## Exercise prompt
Only the lines from the start of the entries up to and including the line with "this frame's clicks" should be written out, exactly as they stand.

## Information shown
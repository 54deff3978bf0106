//! Per-frame update and click handling
//!
//! The presentation layer calls `tick` once per frame with the frame time and
//! the clicks it collected. Clicks are handled in arrival order after the
//! reveal timer has been advanced.

use glam::Vec2;

use super::level::points_for;
use super::state::{ClickOutcome, GameEvent, GamePhase, GameState};
use super::timer::should_hide;

/// Input collected for a single frame
#[derive(Debug, Clone, Default)]
pub struct TickInput {
    /// Click positions in logical screen coordinates
    pub clicks: Vec<Vec2>,
    /// Idle/demo mode - the game plays itself
    pub idle_mode: bool,
}

/// Advance the game by `dt` seconds and apply this frame's clicks
pub fn tick(state: &mut GameState, input: &TickInput, dt: f32) -> Vec<GameEvent> {
    let mut events = Vec::new();

    if state.is_game_over() {
        return events;
    }

    if matches!(state.phase(), GamePhase::Revealing | GamePhase::Hidden) {
        state.add_elapsed(dt);
    }

    if state.phase() == GamePhase::Revealing
        && should_hide(state.elapsed(), state.reveal_duration())
    {
        state.set_phase(GamePhase::Hidden);
        log::debug!("Numbers hidden after {:.2}s", state.elapsed());
        events.push(GameEvent::NumbersHidden);
    }

    let mut clicks = input.clicks.clone();
    if input.idle_mode {
        if let Some(pos) = idle_click(state) {
            clicks.push(pos);
        }
    }

    for pos in clicks {
        match state.on_click(pos) {
            ClickOutcome::Ignored => {}
            outcome => events.push(GameEvent::Click(outcome)),
        }
    }

    events
}

/// Where the demo player clicks this frame, if anywhere.
/// Presses start, then waits for the numbers to hide before clicking the head.
fn idle_click(state: &GameState) -> Option<Vec2> {
    match state.phase() {
        GamePhase::AwaitingStart => Some(state.settings().start_control.center),
        GamePhase::Hidden => state.next_tile().map(|t| t.rect.center()),
        GamePhase::Revealing | GamePhase::GameOver => None,
    }
}

impl GameState {
    /// Apply a click at `pos` (logical screen coordinates)
    pub fn on_click(&mut self, pos: Vec2) -> ClickOutcome {
        match self.phase() {
            GamePhase::GameOver => ClickOutcome::Ignored,
            GamePhase::AwaitingStart => {
                if !self.settings().start_control.contains(pos) {
                    return ClickOutcome::Ignored;
                }
                self.reset_timer();
                self.set_phase(GamePhase::Revealing);
                log::info!("Level {} started", self.level());
                ClickOutcome::Started { level: self.level() }
            }
            GamePhase::Revealing | GamePhase::Hidden => self.click_tile(pos),
        }
    }

    fn click_tile(&mut self, pos: Vec2) -> ClickOutcome {
        let Some(hit) = self.tiles().iter().position(|t| t.rect.contains(pos)) else {
            return ClickOutcome::Ignored;
        };

        if hit != 0 {
            log::debug!("Tile {} clicked out of order", self.tiles()[hit].order);
            return self.end_game();
        }

        let Some(tile) = self.pop_head() else {
            return ClickOutcome::Ignored;
        };
        let points = points_for(self.level());
        self.add_score(points);
        log::debug!("Correct: tile {} (+{})", tile.order, points);

        if !self.tiles().is_empty() {
            self.set_phase(GamePhase::Hidden);
            return ClickOutcome::Correct {
                order: tile.order,
                points,
            };
        }

        let cleared = self.level();
        match self.advance_level() {
            Ok(next_level) => {
                let phase = if self.settings().pause_between_levels {
                    GamePhase::AwaitingStart
                } else {
                    GamePhase::Revealing
                };
                self.set_phase(phase);
                log::info!("Level {} cleared, score {}", cleared, self.score());
                ClickOutcome::LevelComplete { next_level, points }
            }
            Err(e) => {
                log::error!("Could not build level {}: {}", cleared + 1, e);
                self.end_game()
            }
        }
    }

    fn end_game(&mut self) -> ClickOutcome {
        self.set_phase(GamePhase::GameOver);
        log::info!("Game over on level {}, final score {}", self.level(), self.score());
        ClickOutcome::GameOver {
            final_score: self.score(),
            level: self.level(),
        }
    }
}
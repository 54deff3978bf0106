//! Vertex types for 2D rendering

use bytemuck::{Pod, Zeroable};

/// Simple 2D vertex with position and color
#[repr(C)]
#[derive(Copy, Clone, Debug, PartialEq, Pod, Zeroable)]
pub struct Vertex {
    pub position: [f32; 2],
    pub color: [f32; 4],
}

impl Vertex {
    pub const fn new(x: f32, y: f32, color: [f32; 4]) -> Self {
        Self {
            position: [x, y],
            color,
        }
    }

    pub fn desc() -> wgpu::VertexBufferLayout<'static> {
        wgpu::VertexBufferLayout {
            array_stride: std::mem::size_of::<Vertex>() as wgpu::BufferAddress,
            step_mode: wgpu::VertexStepMode::Vertex,
            attributes: &[
                wgpu::VertexAttribute {
                    offset: 0,
                    shader_location: 0,
                    format: wgpu::VertexFormat::Float32x2,
                },
                wgpu::VertexAttribute {
                    offset: std::mem::size_of::<[f32; 2]>() as wgpu::BufferAddress,
                    shader_location: 1,
                    format: wgpu::VertexFormat::Float32x4,
                },
            ],
        }
    }
}

/// Colors for game elements
pub mod colors {
    pub const BACKGROUND: [f32; 4] = [0.16, 0.22, 0.38, 1.0];
    pub const BOARD: [f32; 4] = [0.0, 0.0, 0.0, 1.0];
    pub const SPLASH: [f32; 4] = [0.95, 0.78, 0.35, 1.0];
    pub const SPLASH_ACCENT: [f32; 4] = [0.12, 0.12, 0.3, 1.0];
    pub const TILE: [f32; 4] = [1.0, 1.0, 1.0, 1.0];
    pub const NUMBER: [f32; 4] = [1.0, 1.0, 1.0, 1.0];
    pub const START_RING: [f32; 4] = [1.0, 1.0, 1.0, 1.0];
    pub const GAME_OVER_TINT: [f32; 4] = [0.0, 0.0, 0.0, 0.55];
    pub const MISSED_NUMBER: [f32; 4] = [1.0, 0.35, 0.3, 1.0];

    /// Black with the given opacity (fade overlay)
    pub const fn black(alpha: f32) -> [f32; 4] {
        [0.0, 0.0, 0.0, alpha]
    }
}
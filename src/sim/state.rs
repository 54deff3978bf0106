//! Game state and core simulation types

use rand::SeedableRng;
use rand_pcg::Pcg32;
use serde::{Deserialize, Serialize};

use super::geometry::Rect;
use super::level::{ConfigurationError, Level, generate_level};
use crate::settings::Settings;

/// Current phase of gameplay
#[derive(Debug, Clone, Copy, PartialEq, Eq, Serialize, Deserialize)]
pub enum GamePhase {
    /// Start control shown, waiting for the player to press it
    AwaitingStart,
    /// Numbers visible, reveal timer running
    Revealing,
    /// Numbers hidden, player clicking from memory
    Hidden,
    /// Wrong tile clicked; run ended
    GameOver,
}

/// A cell of the shuffle grid
#[derive(Debug, Clone, Copy, PartialEq, Eq, Hash, Serialize, Deserialize)]
pub struct GridCell {
    pub row: u32,
    pub column: u32,
}

/// A numbered tile
#[derive(Debug, Clone, Copy, PartialEq, Serialize, Deserialize)]
pub struct Tile {
    /// Position in the click sequence (1-based)
    pub order: u32,
    pub cell: GridCell,
    /// Clickable area in screen space
    pub rect: Rect,
}

/// What a single click did to the game
#[derive(Debug, Clone, Copy, PartialEq, Eq)]
pub enum ClickOutcome {
    /// Nothing under the click, or the game no longer takes input
    Ignored,
    /// Start control pressed; reveal timer running
    Started { level: u32 },
    /// Next tile in sequence clicked
    Correct { order: u32, points: u64 },
    /// Last tile of the level clicked; the next level is ready
    LevelComplete { next_level: u32, points: u64 },
    /// Out-of-order tile clicked
    GameOver { final_score: u64, level: u32 },
}

/// Events produced during a tick, for the presentation layer
#[derive(Debug, Clone, Copy, PartialEq, Eq)]
pub enum GameEvent {
    /// Reveal time ran out
    NumbersHidden,
    /// A click changed the game
    Click(ClickOutcome),
}

/// Complete game state
#[derive(Debug, Clone)]
pub struct GameState {
    /// Run seed for reproducibility
    pub seed: u64,
    rng: Pcg32,
    settings: Settings,
    level: Level,
    phase: GamePhase,
    /// Seconds since the current level's reveal started
    elapsed: f32,
    score: u64,
}

impl GameState {
    /// Create a new game on level 1, waiting for the start control
    pub fn new(seed: u64, settings: Settings) -> Result<Self, ConfigurationError> {
        settings.validate()?;
        let mut rng = Pcg32::seed_from_u64(seed);
        let level = generate_level(1, &settings.layout, &mut rng)?;

        Ok(Self {
            seed,
            rng,
            settings,
            level,
            phase: GamePhase::AwaitingStart,
            elapsed: 0.0,
            score: 0,
        })
    }

    /// Remaining tiles in click order
    pub fn tiles(&self) -> &[Tile] {
        &self.level.tiles
    }

    /// Next tile the player must click
    pub fn next_tile(&self) -> Option<&Tile> {
        self.level.tiles.first()
    }

    pub fn is_hidden(&self) -> bool {
        self.phase == GamePhase::Hidden
    }

    pub fn score(&self) -> u64 {
        self.score
    }

    /// Current level number (1-based)
    pub fn level(&self) -> u32 {
        self.level.number
    }

    pub fn phase(&self) -> GamePhase {
        self.phase
    }

    /// Reveal time for the current level (seconds)
    pub fn reveal_duration(&self) -> f32 {
        self.level.reveal_secs as f32
    }

    /// Seconds since the reveal started (0 while awaiting start)
    pub fn elapsed(&self) -> f32 {
        self.elapsed
    }

    pub fn settings(&self) -> &Settings {
        &self.settings
    }

    pub fn is_game_over(&self) -> bool {
        self.phase == GamePhase::GameOver
    }

    pub(crate) fn set_phase(&mut self, phase: GamePhase) {
        self.phase = phase;
    }

    pub(crate) fn add_elapsed(&mut self, dt: f32) {
        self.elapsed += dt;
    }

    pub(crate) fn reset_timer(&mut self) {
        self.elapsed = 0.0;
    }

    pub(crate) fn add_score(&mut self, points: u64) {
        self.score += points;
    }

    /// Remove and return the head tile
    pub(crate) fn pop_head(&mut self) -> Option<Tile> {
        if self.level.tiles.is_empty() {
            None
        } else {
            Some(self.level.tiles.remove(0))
        }
    }

    /// Replace the current level with a freshly shuffled one
    pub(crate) fn advance_level(&mut self) -> Result<u32, ConfigurationError> {
        let next = self.level.number + 1;
        self.level = generate_level(next, &self.settings.layout, &mut self.rng)?;
        self.elapsed = 0.0;
        Ok(next)
    }
}
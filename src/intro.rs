//! Launch splash fade
//!
//! The splash is held, faded to black, then the board fades in from black.
//! Everything here is a pure function of seconds since launch.

use crate::settings::IntroTiming;

/// Which picture sits under the fade overlay
#[derive(Debug, Clone, Copy, PartialEq, Eq)]
pub enum IntroStage {
    /// Splash screen, fully visible
    Hold,
    /// Splash screen darkening
    FadeOut,
    /// Board brightening
    FadeIn,
    /// Intro over; input accepted
    Done,
}

#[derive(Debug, Clone, Copy)]
pub struct IntroFade {
    timing: IntroTiming,
}

impl IntroFade {
    pub fn new(timing: IntroTiming) -> Self {
        Self { timing }
    }

    /// Total intro length in seconds
    pub fn duration(&self) -> f32 {
        self.timing.hold_secs + 2.0 * self.timing.fade_secs
    }

    pub fn stage(&self, t: f32) -> IntroStage {
        let hold = self.timing.hold_secs;
        let fade = self.timing.fade_secs;
        if t < hold {
            IntroStage::Hold
        } else if t < hold + fade {
            IntroStage::FadeOut
        } else if t < hold + 2.0 * fade {
            IntroStage::FadeIn
        } else {
            IntroStage::Done
        }
    }

    /// Opacity of the black overlay at `t` seconds (0 = clear, 1 = black)
    pub fn overlay_alpha(&self, t: f32) -> f32 {
        let hold = self.timing.hold_secs;
        let fade = self.timing.fade_secs;
        if fade <= 0.0 {
            return 0.0;
        }
        match self.stage(t) {
            IntroStage::Hold | IntroStage::Done => 0.0,
            IntroStage::FadeOut => ((t - hold) / fade).clamp(0.0, 1.0),
            IntroStage::FadeIn => (1.0 - (t - hold - fade) / fade).clamp(0.0, 1.0),
        }
    }

    pub fn is_done(&self, t: f32) -> bool {
        self.stage(t) == IntroStage::Done
    }
}

#[cfg(test)]
mod tests {
    use super::*;

    fn fade() -> IntroFade {
        IntroFade::new(IntroTiming {
            hold_secs: 2.0,
            fade_secs: 1.0,
        })
    }

    #[test]
    fn test_stages() {
        let f = fade();
        assert_eq!(f.stage(0.0), IntroStage::Hold);
        assert_eq!(f.stage(2.5), IntroStage::FadeOut);
        assert_eq!(f.stage(3.5), IntroStage::FadeIn);
        assert_eq!(f.stage(4.0), IntroStage::Done);
        assert_eq!(f.duration(), 4.0);
    }

    #[test]
    fn test_overlay_alpha() {
        let f = fade();
        assert_eq!(f.overlay_alpha(1.0), 0.0);
        assert!((f.overlay_alpha(2.5) - 0.5).abs() < 1e-6);
        assert!((f.overlay_alpha(2.999) - 1.0).abs() < 1e-2);
        assert!((f.overlay_alpha(3.25) - 0.75).abs() < 1e-6);
        assert_eq!(f.overlay_alpha(10.0), 0.0);
    }

    #[test]
    fn test_zero_fade_skips_straight_to_board() {
        let f = IntroFade::new(IntroTiming {
            hold_secs: 0.0,
            fade_secs: 0.0,
        });
        assert!(f.is_done(0.0));
        assert_eq!(f.overlay_alpha(0.0), 0.0);
    }
}
//! WebGPU render pipeline setup

use thiserror::Error;
use wgpu::util::DeviceExt;

use super::vertex::{Vertex, colors};
use crate::settings::ScreenSize;

/// Reasons the renderer cannot start
#[derive(Debug, Error)]
pub enum RenderError {
    #[error(transparent)]
    Device(#[from] wgpu::RequestDeviceError),
    #[error("surface is incompatible with the adapter (no {0} reported)")]
    UnsupportedSurface(&'static str),
}

/// Main render state
pub struct RenderState {
    pub surface: wgpu::Surface<'static>,
    pub device: wgpu::Device,
    pub queue: wgpu::Queue,
    pub config: wgpu::SurfaceConfiguration,
    pub pipeline: wgpu::RenderPipeline,
    pub vertex_buffer: wgpu::Buffer,
    pub vertex_count: u32,
    /// Viewport size in pixels
    pub size: (u32, u32),
    /// Logical screen the game draws in
    pub screen: ScreenSize,
}

impl RenderState {
    pub async fn new(
        surface: wgpu::Surface<'static>,
        adapter: &wgpu::Adapter,
        width: u32,
        height: u32,
        screen: ScreenSize,
    ) -> Result<Self, RenderError> {
        let (device, queue) = adapter
            .request_device(&wgpu::DeviceDescriptor {
                label: Some("number-recall-device"),
                required_features: wgpu::Features::empty(),
                required_limits: wgpu::Limits::downlevel_webgl2_defaults(),
                memory_hints: Default::default(),
                trace: Default::default(),
                experimental_features: Default::default(),
            })
            .await?;

        let surface_caps = surface.get_capabilities(adapter);
        log::info!("Surface formats: {:?}", surface_caps.formats);
        let config = surface_config(&surface_caps, width, height)?;
        log::info!("Using surface format: {:?}", config.format);
        surface.configure(&device, &config);

        // Create shader module
        let shader = device.create_shader_module(wgpu::ShaderModuleDescriptor {
            label: Some("shader"),
            source: wgpu::ShaderSource::Wgsl(include_str!("shader.wgsl").into()),
        });

        // Create pipeline
        let pipeline_layout = device.create_pipeline_layout(&wgpu::PipelineLayoutDescriptor {
            label: Some("pipeline_layout"),
            bind_group_layouts: &[],
            immediate_size: 0,
        });

        let pipeline = device.create_render_pipeline(&wgpu::RenderPipelineDescriptor {
            label: Some("render_pipeline"),
            layout: Some(&pipeline_layout),
            vertex: wgpu::VertexState {
                module: &shader,
                entry_point: Some("vs_main"),
                buffers: &[Vertex::desc()],
                compilation_options: Default::default(),
            },
            fragment: Some(wgpu::FragmentState {
                module: &shader,
                entry_point: Some("fs_main"),
                targets: &[Some(wgpu::ColorTargetState {
                    format: config.format,
                    blend: Some(wgpu::BlendState::ALPHA_BLENDING),
                    write_mask: wgpu::ColorWrites::ALL,
                })],
                compilation_options: Default::default(),
            }),
            primitive: wgpu::PrimitiveState {
                topology: wgpu::PrimitiveTopology::TriangleList,
                strip_index_format: None,
                front_face: wgpu::FrontFace::Ccw,
                // Screen space flips y, so winding is not consistent
                cull_mode: None,
                polygon_mode: wgpu::PolygonMode::Fill,
                unclipped_depth: false,
                conservative: false,
            },
            depth_stencil: None,
            multisample: wgpu::MultisampleState::default(),
            multiview_mask: None,
            cache: None,
        });

        // Create initial vertex buffer (will be updated each frame)
        let vertex_buffer = device.create_buffer_init(&wgpu::util::BufferInitDescriptor {
            label: Some("vertex_buffer"),
            contents: bytemuck::cast_slice(&[Vertex::new(0.0, 0.0, [1.0; 4])]),
            usage: wgpu::BufferUsages::VERTEX | wgpu::BufferUsages::COPY_DST,
        });

        Ok(Self {
            surface,
            device,
            queue,
            config,
            pipeline,
            vertex_buffer,
            vertex_count: 0,
            size: (width, height),
            screen,
        })
    }

    pub fn resize(&mut self, new_width: u32, new_height: u32) {
        if new_width > 0 && new_height > 0 {
            self.size = (new_width, new_height);
            self.config.width = new_width;
            self.config.height = new_height;
            self.surface.configure(&self.device, &self.config);
        }
    }

    /// Upload vertices and render
    pub fn render(&mut self, vertices: &[Vertex]) -> Result<(), wgpu::SurfaceError> {
        let ndc_vertices: Vec<Vertex> = vertices
            .iter()
            .map(|v| {
                let (x, y) = screen_to_ndc(self.screen, v.position[0], v.position[1]);
                Vertex::new(x, y, v.color)
            })
            .collect();

        // Recreate buffer if needed (simple approach; could optimize)
        self.vertex_buffer = self
            .device
            .create_buffer_init(&wgpu::util::BufferInitDescriptor {
                label: Some("vertex_buffer"),
                contents: bytemuck::cast_slice(&ndc_vertices),
                usage: wgpu::BufferUsages::VERTEX,
            });
        self.vertex_count = ndc_vertices.len() as u32;

        let output = self.surface.get_current_texture()?;
        let view = output
            .texture
            .create_view(&wgpu::TextureViewDescriptor::default());

        let mut encoder = self
            .device
            .create_command_encoder(&wgpu::CommandEncoderDescriptor {
                label: Some("render_encoder"),
            });

        {
            let [r, g, b, a] = colors::BACKGROUND;
            let mut render_pass = encoder.begin_render_pass(&wgpu::RenderPassDescriptor {
                label: Some("render_pass"),
                color_attachments: &[Some(wgpu::RenderPassColorAttachment {
                    view: &view,
                    resolve_target: None,
                    ops: wgpu::Operations {
                        load: wgpu::LoadOp::Clear(wgpu::Color {
                            r: r as f64,
                            g: g as f64,
                            b: b as f64,
                            a: a as f64,
                        }),
                        store: wgpu::StoreOp::Store,
                    },
                    depth_slice: None,
                })],
                depth_stencil_attachment: None,
                timestamp_writes: None,
                occlusion_query_set: None,
                multiview_mask: None,
            });

            render_pass.set_pipeline(&self.pipeline);
            render_pass.set_vertex_buffer(0, self.vertex_buffer.slice(..));
            render_pass.draw(0..self.vertex_count, 0..1);
        }

        self.queue.submit(std::iter::once(encoder.finish()));
        output.present();

        Ok(())
    }
}

/// Pick an sRGB format if there is one, otherwise the preferred one
pub fn surface_config(
    caps: &wgpu::SurfaceCapabilities,
    width: u32,
    height: u32,
) -> Result<wgpu::SurfaceConfiguration, RenderError> {
    let format = caps
        .formats
        .iter()
        .find(|f| f.is_srgb())
        .or_else(|| caps.formats.first())
        .copied()
        .ok_or(RenderError::UnsupportedSurface("formats"))?;
    let alpha_mode = caps
        .alpha_modes
        .first()
        .copied()
        .ok_or(RenderError::UnsupportedSurface("alpha modes"))?;

    Ok(wgpu::SurfaceConfiguration {
        usage: wgpu::TextureUsages::RENDER_ATTACHMENT,
        format,
        width,
        height,
        present_mode: wgpu::PresentMode::AutoVsync,
        alpha_mode,
        view_formats: vec![],
        desired_maximum_frame_latency: 2,
    })
}

/// Convert logical screen coordinates (y down) to normalized device coordinates
pub fn screen_to_ndc(screen: ScreenSize, x: f32, y: f32) -> (f32, f32) {
    (x / screen.width * 2.0 - 1.0, 1.0 - y / screen.height * 2.0)
}

#[cfg(test)]
mod tests {
    use super::*;

    #[test]
    fn test_screen_to_ndc_corners() {
        let screen = ScreenSize::default();
        assert_eq!(screen_to_ndc(screen, 0.0, 0.0), (-1.0, 1.0));
        assert_eq!(screen_to_ndc(screen, screen.width, screen.height), (1.0, -1.0));
        assert_eq!(screen_to_ndc(screen, 600.0, 390.0), (0.0, 0.0));
    }

    #[test]
    fn test_surface_config_prefers_srgb() {
        let caps = wgpu::SurfaceCapabilities {
            formats: vec![
                wgpu::TextureFormat::Bgra8Unorm,
                wgpu::TextureFormat::Bgra8UnormSrgb,
            ],
            ..Default::default()
        };
        let config = surface_config(&caps, 800, 520).unwrap();
        assert_eq!(config.format, wgpu::TextureFormat::Bgra8UnormSrgb);
        assert_eq!(config.alpha_mode, wgpu::CompositeAlphaMode::Opaque);
        assert_eq!((config.width, config.height), (800, 520));

        let caps = wgpu::SurfaceCapabilities {
            formats: vec![wgpu::TextureFormat::Rgba8Unorm],
            ..Default::default()
        };
        let config = surface_config(&caps, 800, 520).unwrap();
        assert_eq!(config.format, wgpu::TextureFormat::Rgba8Unorm);
    }

    #[test]
    fn test_incompatible_surface_is_an_error() {
        // An incompatible surface reports no formats
        let caps = wgpu::SurfaceCapabilities::default();
        assert!(matches!(
            surface_config(&caps, 800, 520),
            Err(RenderError::UnsupportedSurface("formats"))
        ));

        let caps = wgpu::SurfaceCapabilities {
            formats: vec![wgpu::TextureFormat::Bgra8UnormSrgb],
            alpha_modes: vec![],
            ..Default::default()
        };
        assert!(matches!(
            surface_config(&caps, 800, 520),
            Err(RenderError::UnsupportedSurface("alpha modes"))
        ));
    }
}
//! Turns game state into a triangle list for the pipeline

use glam::Vec2;

use super::shapes;
use super::vertex::{Vertex, colors};
use crate::intro::{IntroFade, IntroStage};
use crate::sim::{GamePhase, GameState, Rect};

/// Dark panel the grid sits on
const BOARD_PANEL: Rect = Rect {
    min: Vec2::new(25.0, 40.0),
    size: Vec2::new(865.0, 520.0),
};

/// Digit height relative to tile size
const TILE_NUMBER_SCALE: f32 = 0.6;
/// Start ring stroke width (pixels)
const START_RING_STROKE: f32 = 5.0;
const RING_SEGMENTS: u32 = 64;

/// Build the frame for `t` seconds after launch
pub fn build_scene(state: &GameState, intro: &IntroFade, t: f32) -> Vec<Vertex> {
    let screen = state.settings().screen;
    let full_screen = Rect::new(Vec2::ZERO, Vec2::new(screen.width, screen.height));

    let mut vertices = match intro.stage(t) {
        IntroStage::Hold | IntroStage::FadeOut => splash(state, &full_screen),
        IntroStage::FadeIn | IntroStage::Done => board(state),
    };

    let alpha = intro.overlay_alpha(t);
    if alpha > 0.0 {
        vertices.extend(shapes::quad(&full_screen, colors::black(alpha)));
    }

    vertices
}

fn splash(state: &GameState, full_screen: &Rect) -> Vec<Vertex> {
    let center = full_screen.center();
    let mut vertices = shapes::quad(full_screen, colors::SPLASH);
    vertices.extend(shapes::ring(center, 150.0, 170.0, colors::SPLASH_ACCENT, RING_SEGMENTS));
    vertices.extend(shapes::number(
        state.level() as u64,
        center,
        160.0,
        colors::SPLASH_ACCENT,
    ));
    vertices
}

fn board(state: &GameState) -> Vec<Vertex> {
    let mut vertices = shapes::quad(&BOARD_PANEL, colors::BOARD);
    let tile_size = state.settings().layout.tile_size;

    match state.phase() {
        GamePhase::AwaitingStart => {
            let start = state.settings().start_control;
            vertices.extend(shapes::ring(
                start.center,
                start.radius - START_RING_STROKE,
                start.radius,
                colors::START_RING,
                RING_SEGMENTS,
            ));
            vertices.extend(shapes::number(
                state.level() as u64,
                start.center,
                start.radius * 0.9,
                colors::START_RING,
            ));
        }
        GamePhase::Revealing => {
            for tile in state.tiles() {
                vertices.extend(shapes::number(
                    tile.order as u64,
                    tile.rect.center(),
                    tile_size * TILE_NUMBER_SCALE,
                    colors::NUMBER,
                ));
            }
        }
        GamePhase::Hidden => {
            for tile in state.tiles() {
                vertices.extend(shapes::quad(&tile.rect, colors::TILE));
            }
        }
        GamePhase::GameOver => {
            // Show where the remaining numbers were
            vertices.extend(shapes::quad(&BOARD_PANEL, colors::GAME_OVER_TINT));
            for tile in state.tiles() {
                vertices.extend(shapes::number(
                    tile.order as u64,
                    tile.rect.center(),
                    tile_size * TILE_NUMBER_SCALE,
                    colors::MISSED_NUMBER,
                ));
            }
        }
    }

    vertices
}

#[cfg(test)]
mod tests {
    use super::*;
    use crate::settings::{IntroTiming, Settings};

    fn no_intro() -> IntroFade {
        IntroFade::new(IntroTiming {
            hold_secs: 0.0,
            fade_secs: 0.0,
        })
    }

    #[test]
    fn test_hidden_tiles_are_quads() {
        let mut state = GameState::new(1, Settings::default()).unwrap();
        state.on_click(state.settings().start_control.center);
        state.on_click(state.tiles()[0].rect.center());
        assert!(state.is_hidden());

        let vertices = build_scene(&state, &no_intro(), 100.0);
        // Panel plus one quad per remaining tile
        assert_eq!(vertices.len(), 6 + 4 * 6);
    }

    #[test]
    fn test_revealed_tiles_show_numbers() {
        let mut state = GameState::new(2, Settings::default()).unwrap();
        state.on_click(state.settings().start_control.center);
        let vertices = build_scene(&state, &no_intro(), 100.0);
        // Digits 1-5 light 2+5+5+4+5 segments
        assert_eq!(vertices.len(), 6 + (2 + 5 + 5 + 4 + 5) * 6);
    }

    #[test]
    fn test_fade_overlay_drawn_during_intro() {
        let state = GameState::new(3, Settings::default()).unwrap();
        let intro = IntroFade::new(IntroTiming {
            hold_secs: 1.0,
            fade_secs: 1.0,
        });
        let holding = build_scene(&state, &intro, 0.5);
        let fading = build_scene(&state, &intro, 1.5);
        assert_eq!(fading.len(), holding.len() + 6);
        let overlay = fading.last().unwrap();
        assert!((overlay.color[3] - 0.5).abs() < 1e-6);
    }
}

## Solution to this task
repository 54deff3978bf0106
//! Per-frame update and click handling
//!
//! The presentation layer calls `tick` once per frame with the frame time and
//! the clicks it collected. Clicks are handled in arrival order after the
//! reveal timer has been advanced.

use glam::Vec2;

use super::level::points_for;
use super::state::{ClickOutcome, GameEvent, GamePhase, GameState};
use super::timer::should_hide;

/// Input collected for a single frame
#[derive(Debug, Clone, Default)]
pub struct TickInput {
    /// Click positions in logical screen coordinates
    pub clicks: Vec<Vec2>,
    /// Idle/demo mode - the game plays itself
    pub idle_mode: bool,
}

/// Advance the game by `dt` seconds and apply this frame's clicks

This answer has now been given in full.